As the microprocessor's development had kickstarted the memory IC business, so did the arrival of personal computers to spawn other new development paths. The machines needed software to run. Among the early popular applications were the Visicalc spreadsheet program and Wordstar word processor. The growth of the software industry made the new machines much more attractive to businesses and home users.
With software coming up to speed, another crucial need for PCs was data and program storage. Early in the seventies, IBM had introduced the 8-in. floppy disk. For the burgeoning PC industry, a more interesting version came in 1976 when the 5.25-in. floppy arrived. An inexpensive, removable storage media was just the thing for programs and data. In the days before local-area computer networking had become prevalent, removable and easily transportable media was essential for data to be moved from machine to machine.

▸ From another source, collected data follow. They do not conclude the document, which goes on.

#![allow(clippy::needless_doctest_main)]
//! A wrapper around the `prometheus` crate that provides a global metrics registry and functions
//! to add and use the following components (more info at
//! [Prometheus docs](https://prometheus.io/docs/concepts/metric_types/)):
//!
//! - `Histogram`: used with `start_timer(..)` and `stop_timer(..)` to record durations.
//! - `IntCounter`: used to represent an ideally ever-growing, never-shrinking integer.
//! - `IntGauge`: used to represent an varying integer (e.g., number of attestations per block).
//!
//! ## Important
//!
//! Metrics will fail if two items have the same `name`. All metrics must have a unique `name`.
//! Because we use a global registry there is no namespace per crate, it's one big global space.
//!
//! Metrics are created with `try_create_*` and kept in `LazyLock` statics. Creation can fail (e.g.
//! a duplicate name) and the functions here silently ignore a failed metric, so instrumentation
//! never interrupts the code it observes.
//!
//! ## Example
//!
//! ```rust
//! use metrics::*;
//! use std::sync::LazyLock;
//!
//! // These metrics are "magically" linked to the global registry defined in `metrics`.
//! pub static RUN_COUNT: LazyLock<Result<IntCounter>> = LazyLock::new(|| {
//!     try_create_int_counter("runs_total", "Total number of runs")
//! });
//! pub static CURRENT_VALUE: LazyLock<Result<IntGauge>> = LazyLock::new(|| {
//!     try_create_int_gauge("current_value", "The current value")
//! });
//! pub static RUN_TIME: LazyLock<Result<Histogram>> = LazyLock::new(|| {
//!     try_create_histogram("run_seconds", "Time taken (measured to high precision)")
//! });
//!
//! fn main() {
//!     for i in 0..100 {
//!         inc_counter(&RUN_COUNT);
//!         let timer = start_timer(&RUN_TIME);
//!
//!         for j in 0..10 {
//!             set_gauge(&CURRENT_VALUE, j);
//!             println!("Howdy partner");
//!         }
//!
//!         stop_timer(timer);
//!     }
//! }
//! ```

use prometheus::{HistogramOpts, Opts};
use std::time::Duration;

use prometheus::core::{Atomic, GenericGaugeVec};
pub use prometheus::{
    proto::{Metric, MetricFamily, MetricType},
    Encoder, Gauge, GaugeVec, Histogram, HistogramTimer, HistogramVec, IntCounter, IntCounterVec,
    IntGauge, IntGaugeVec, Result, TextEncoder, DEFAULT_BUCKETS,
};

/// Collect all the metrics for reporting.
pub fn gather() -> Vec<prometheus::proto::MetricFamily> {
    prometheus::gather()
}

/// Attempts to create an `IntCounter`, returning `Err` if the registry does not accept the counter
/// (potentially due to naming conflict).
pub fn try_create_int_counter(name: &str, help: &str) -> Result<IntCounter> {
    let opts = Opts::new(name, help);
    let counter = IntCounter::with_opts(opts)?;
    prometheus::register(Box::new(counter.clone()))?;
    Ok(counter)
}

/// Attempts to create an `IntGauge`, returning `Err` if the registry does not accept the gauge
/// (potentially due to naming conflict).
pub fn try_create_int_gauge(name: &str, help: &str) -> Result<IntGauge> {
    let opts = Opts::new(name, help);
    let gauge = IntGauge::with_opts(opts)?;
    prometheus::register(Box::new(gauge.clone()))?;
    Ok(gauge)
}

/// Attempts to create a `Histogram`, returning `Err` if the registry does not accept the histogram
/// (potentially due to naming conflict).
pub fn try_create_histogram(name: &str, help: &str) -> Result<Histogram> {
    try_create_histogram_with_buckets(name, help, Ok(DEFAULT_BUCKETS.to_vec()))
}

/// Attempts to create a `Histogram` with specified buckets, returning `Err` if the registry does
/// not accept the histogram (potentially due to naming conflict) or no valid buckets are provided.
pub fn try_create_histogram_with_buckets(
    name: &str,
    help: &str,
    buckets: Result<Vec<f64>>,
) -> Result<Histogram> {
    let opts = HistogramOpts::new(name, help).buckets(buckets?);
    let histogram = Histogram::with_opts(opts)?;
    prometheus::register(Box::new(histogram.clone()))?;
    Ok(histogram)
}

/// Attempts to create a `HistogramVec`, returning `Err` if the registry does not accept the
/// histogram (potentially due to naming conflict).
pub fn try_create_histogram_vec(
    name: &str,
    help: &str,
    label_names: &[&str],
) -> Result<HistogramVec> {
    let opts = HistogramOpts::new(name, help);
    let histogram_vec = HistogramVec::new(opts, label_names)?;
    prometheus::register(Box::new(histogram_vec.clone()))?;
    Ok(histogram_vec)
}

/// Attempts to create a `IntGaugeVec`, returning `Err` if the registry does not accept the gauge
/// (potentially due to naming conflict).
pub fn try_create_int_gauge_vec(
    name: &str,
    help: &str,
    label_names: &[&str],
) -> Result<IntGaugeVec> {
    let opts = Opts::new(name, help);
    let counter_vec = IntGaugeVec::new(opts, label_names)?;
    prometheus::register(Box::new(counter_vec.clone()))?;
    Ok(counter_vec)
}

/// Attempts to create a `IntCounterVec`, returning `Err` if the registry does not accept the
/// counter (potentially due to naming conflict).
pub fn try_create_int_counter_vec(
    name: &str,
    help: &str,
    label_names: &[&str],
) -> Result<IntCounterVec> {
    let opts = Opts::new(name, help);
    let counter_vec = IntCounterVec::new(opts, label_names)?;
    prometheus::register(Box::new(counter_vec.clone()))?;
    Ok(counter_vec)
}

/// If `int_gauge_vec.is_ok()`, returns a gauge with the given `name`.
pub fn get_int_gauge(int_gauge_vec: &Result<IntGaugeVec>, name: &[&str]) -> Option<IntGauge> {
    if let Ok(int_gauge_vec) = int_gauge_vec {
        Some(int_gauge_vec.get_metric_with_label_values(name).ok()?)
    } else {
        None
    }
}

/// If `int_counter_vec.is_ok()`, returns a counter for the given `name`.
pub fn get_int_counter(
    int_counter_vec: &Result<IntCounterVec>,
    name: &[&str],
) -> Option<IntCounter> {
    if let Ok(int_counter_vec) = int_counter_vec {
        Some(int_counter_vec.get_metric_with_label_values(name).ok()?)
    } else {
        None
    }
}

/// If `histogram_vec.is_ok()`, returns a histogram with the given `name`.
pub fn get_histogram(histogram_vec: &Result<HistogramVec>, name: &[&str]) -> Option<Histogram> {
    if let Ok(histogram_vec) = histogram_vec {
        Some(histogram_vec.get_metric_with_label_values(name).ok()?)
    } else {
        None
    }
}

/// Starts a timer on `vec` with the given `name`.
pub fn start_timer_vec(vec: &Result<HistogramVec>, name: &[&str]) -> Option<HistogramTimer> {
    get_histogram(vec, name).map(|h| h.start_timer())
}

/// Starts a timer for the given `Histogram`, stopping when it gets dropped or given to `stop_timer(..)`.
pub fn start_timer(histogram: &Result<Histogram>) -> Option<HistogramTimer> {
    if let Ok(histogram) = histogram {
        Some(histogram.start_timer())
    } else {
        None
    }
}

/// Stops a timer created with `start_timer(..)`.
pub fn stop_timer(timer: Option<HistogramTimer>) {
    if let Some(t) = timer {
        t.observe_duration()
    }
}

pub fn observe_duration(histogram: &Result<Histogram>, duration: Duration) {
    if let Ok(histogram) = histogram {
        histogram.observe(duration.as_secs_f64())
    }
}

pub fn inc_counter(counter: &Result<IntCounter>) {
    if let Ok(counter) = counter {
        counter.inc();
    }
}

pub fn inc_counter_by(counter: &Result<IntCounter>, value: u64) {
    if let Ok(counter) = counter {
        counter.inc_by(value);
    }
}

pub fn inc_counter_vec(int_counter_vec: &Result<IntCounterVec>, name: &[&str]) {
    if let Some(counter) = get_int_counter(int_counter_vec, name) {
        counter.inc()
    }
}

pub fn set_gauge(gauge: &Result<IntGauge>, value: i64) {
    if let Ok(gauge) = gauge {
        gauge.set(value);
    }
}

pub fn inc_gauge(gauge: &Result<IntGauge>) {
    if let Ok(gauge) = gauge {
        gauge.inc();
    }
}

pub fn dec_gauge(gauge: &Result<IntGauge>) {
    if let Ok(gauge) = gauge {
        gauge.dec();
    }
}

pub fn set_gauge_vec(int_gauge_vec: &Result<IntGaugeVec>, name: &[&str], value: i64) {
    if let Some(gauge) = get_int_gauge(int_gauge_vec, name) {
        gauge.set(value);
    }
}

pub fn inc_gauge_vec(int_gauge_vec: &Result<IntGaugeVec>, name: &[&str]) {
    if let Some(gauge) = get_int_gauge(int_gauge_vec, name) {
        gauge.inc();
    }
}

pub fn dec_gauge_vec(int_gauge_vec: &Result<IntGaugeVec>, name: &[&str]) {
    if let Some(gauge) = get_int_gauge(int_gauge_vec, name) {
        gauge.dec();
    }
}

/// Returns the current value of the labelled gauge in `gauge_vec`, if any.
pub fn get_gauge_vec_value<P: Atomic>(
    gauge_vec: &Result<GenericGaugeVec<P>>,
    name: &[&str],
) -> Option<P::T> {
    gauge_vec
        .as_ref()
        .ok()?
        .get_metric_with_label_values(name)
        .ok()
        .map(|gauge| gauge.get())
}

Local-area networking was, however, already in the works. A researcher at Xerox's Palo Alto Research Center, Bob Metcalfe, had already completed work on a networking protocol that would form the basis for many, many miles of local-area networks—Ethernet. Metcalfe's brainchild still is in broad use today.
Just as the seventies were ending, the pieces were in place for personal computing to go mainstream. Meanwhile in Japan, the first cellular telephones were coming on line. In both Europe and the U.S., fiber optics trials had been completed. These trends, seemingly disparate, would eventually coalesce as the computer and telephone took their initial steps along the path to convergence.